A Cleveland woman is putting Frontier Airlines on blast after she says they walked back on their safety measures and put her elderly mother and father at risk.
“I just want them to actually follow safety protocols and try to keep the customers safe, and actually just care about people instead of money,” Kristen Burns, of Cleveland, said.
Tuesday, Kristen Burns picked her mom, Virginia Kurtz, up from Cleveland Hopkins International Airport, ready to welcome her home after many months away. She and her husband typically spend half the year in Florida at their home near Fort Myers, but were separated when he returned to Cleveland in early March for hip surgery. That surgery was canceled due to the coronavirus pandemic, but he never returned to Florida.
Kurtz and her husband are both in their 70s and he is taking immune-suppressing medications after undergoing a heart transplant, so Burns says he's at high risk for developing complications from the virus. However, Burns says being isolated and taking care of herself eventually took a toll on Kurtz, so despite being worried, last month she booked a ticket home with Frontier Airlines.
“They told her that every other row would be blocked out, not even just the middle seats, but every other row to keep distancing, which is why she felt safe buying a ticket,” Burns said.
Then, when Kurtz called the night before the flight, she says the airline told her that only every middle seat would be blocked off, with temperature checks being given to every passenger. But she says none of that actually happened on the day of the flight.
“She said all of a sudden two people sitting next to her, in both seats and the middle seat. It was a couple. And she just panicked, she didn't know what to do. She was too scared to get off the plane because she thought she was going to get in trouble if she tried to leave,” Burns said. “She said that the flight was completely packed, every seat except for one was sold.”
In a statement, Frontier Airlines denies that the flight Kurtz was on was full and says it had 1/4 of its seats empty. They also say that until August 31, they’re blocking out 20 seats on every flight.
As previously mentioned, Frontier’s approach to blocking seats is as follows: we are currently blocking approximately 20 seats (the flight you’re inquiring about had more than double that amount empty) on every flight through Aug. 31, which are clearly visible on the seat map when booking at FlyFrontier.com. Customers looking to be seated next to an adjacent middle seat can simply purchase a seat assignment in a row with a blocked seat.

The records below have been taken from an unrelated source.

use crate::bot::Handler;
use crate::commands;
use anyhow::Result;
use serenity::all::{CommandInteraction, Context};

/// Route a slash command to its handler
pub async fn handle_slash_command(
    handler: &Handler,
    context: &Context,
    command: &CommandInteraction,
) -> Result<()> {
    match command.data.name.as_str() {
        commands::req::COMMAND_NAME => commands::req::run(handler, context, command).await,
        unknown_command => {
            tracing::warn!("[CMD] Unknown slash command received: '{}'", unknown_command);
            commands::error::run(
                context,
                command,
                &format!("Unknown command: `{}`.", unknown_command),
            )
            .await
        }
    }
}
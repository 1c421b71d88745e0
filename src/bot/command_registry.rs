use crate::commands;
use crate::utils::config::Config;
use serenity::all::{Command, CreateCommand, Http};
use std::sync::Arc;

/// Get all slash commands to register
pub fn get_all_commands() -> Vec<CreateCommand> {
    vec![commands::req::register()]
}

/// Overwrite the registered commands, guild-scoped when a guild is configured.
///
/// Failures are logged only; a previous registration may still be live.
pub async fn register_commands(http: &Arc<Http>, config: &Config) {
    let commands_vec = get_all_commands();
    let command_count = commands_vec.len();

    let result = match config.guild_id {
        Some(guild_id) => guild_id
            .set_commands(http, commands_vec)
            .await
            .map(|registered| (registered.len(), format!("guild {}", guild_id))),
        None => Command::set_global_commands(http, commands_vec)
            .await
            .map(|registered| (registered.len(), "global".to_string())),
    };

    match result {
        Ok((registered, scope)) => tracing::info!(
            "[CMD] Successfully registered {} of {} {} commands",
            registered,
            command_count,
            scope
        ),
        Err(e) => tracing::error!("[CMD] Failed to register slash commands: {}", e),
    }
}
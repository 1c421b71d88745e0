pub mod claim;
pub mod error;
pub mod req;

If a customer chooses not to fly, we would work with them to rebook their travel based upon our standard policies. However, before it gets to that point, we are happy to work with passengers to encourage spacing once onboard, if additional seats are available.
Again, we are required to keep an exact count of every passenger on each flight before departure. The flight from Southwest Florida International Airport (RSW) to Cleveland Hopkins International Airport (CLE) on Tuesday (5/19) operated with approximately one-fourth of the seats empty.
As for temperature checks, the airline says that policy is set to kick in on June 1, despite airline workers telling Kurtz they would be done on her flight.
The health and safety of all passengers and team members is paramount at Frontier Airlines and we have taken diligent steps to protect everyone flying with us. On May 7 we announced temperature screenings for all passengers and team members, which will begin June 1, 2020. Frontier currently requires all passengers and team members to wear face coverings onboard and has elevated cleaning procedures, including the use of fogging disinfectant, which is effective up to 90 days. Additionally, hospital-grade HEPA air filters recirculate fresh air in the cabin every two to three minutes and capture more than 99.7% of virus particles.
“I just don't understand how Frontier could publicly say that they're doing these, you know safety protocols. And then also tell their customer and promise and reassure their customer that they're doing these safety protocols and then do absolutely none of them,” Burns said.
Art Nittskoff, the owner of Gamble America Travel in Solon, says while many airlines are implementing new policies they’re ultimately at their discretion to enforce them.
“The rules seem to change about every 10 minutes right now,” Nittskoff said. “Some of them have said that they've cut their capacity back by 20 or 30%. But there's no actual rule, it's just a guideline. So if they're full, then they're full and it's not like if you could say okay, they’re full I want my money back.”
Nittskoff says if you fly, just try to be as safe and clean as you can and if you run into issues with the airline, document the experience.
“When you talk to an airline or when you talk to anybody, a hotel, anything, write down who you talk to. I always ask what call center they're in so you know they could say, yeah I’m Dolores from Cincinnati and write down what time you talked to them,” Nittskoff said.
Frontier Airlines said that if a customer doesn’t want to fly, they’ll work with them to re-book based on their standard policies. However, before going that route, the company says they’ll work with passengers on board to space out if extra seats are available.